Each node is inputted before training, then hidden during training and output
afterwards. The networks are trained by setting the value of the neurons to
the desired pattern, after which the weights can be computed. The weights
do not change after this. Once trained for one or more patterns, the network
will always converge to one of the learned patterns because the network is
only stable in those states.
There is another computational role for Hopfield nets. Instead of using the
net to store memories, we use it to construct interpretations of sensory input.
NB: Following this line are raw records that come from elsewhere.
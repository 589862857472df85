//! Per-user session state.
//!
//! Sessions live in memory for the lifetime of the process, keyed by the
//! chat platform's user id, and are created lazily on first access.

pub mod manager;

pub use manager::{ConversationState, Session};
The input is represented by the visible units, the states of the hidden units,
and the badness of the interpretation is represented by the energy.
Unfortunately, people have shown that a Hopfield net is very limited in its
capacity. A Hopfield net of N units can only memorize 0.15N patterns
because of the so-called spurious minima in its energy function. The idea is
that since the energy function is continuous in the space of its weights, if two
local minima are too close, they might “fall” into each other to create a single
local minima that doesn’t correspond to any training sample, while forgetting
about the two samples it is supposed to memorize. This phenomenon
significantly limits the number of samples that a Hopfield net can learn.
7 - Boltzmann Machine
A Boltzmann Machine is a type of stochastic recurrent neural network. It can
be seen as the stochastic, generative counterpart of Hopfield nets. It was
one of the first neural networks capable of learning internal representations
and able to represent and solve difficult combinatoric problems. First
introduced by Geoffrey Hinton and Terrence Sejnowski in “Learning and
relearning in Boltzmann machines” (1986) [7], Boltzmann machines are a lot
like Hopfield Networks, but some neurons are marked as input neurons and
others remain “hidden.” The input neurons become output neurons at the
end of a full network update. It starts with random weights and learns
through back-propagation. Compared to a Hopfield Net, the neurons mostly
have binary activation patterns.
For the positive phase, first initialize the hidden probabilities at 0.5,
clamp a data vector on the visible units, then update all of the hidden
units in parallel until convergence using mean field updates. After the
net has converged, record PiPj for every connected pair of units and
average this over all data in the mini-batch.
For the negative phase: first keep a set of “fantasy particles.” Each
particle has a value that is a global configuration. Sequentially update
all of the units in each fantasy particle a few times. For every
connected pair of units, average SiSj over all of the fantasy particles.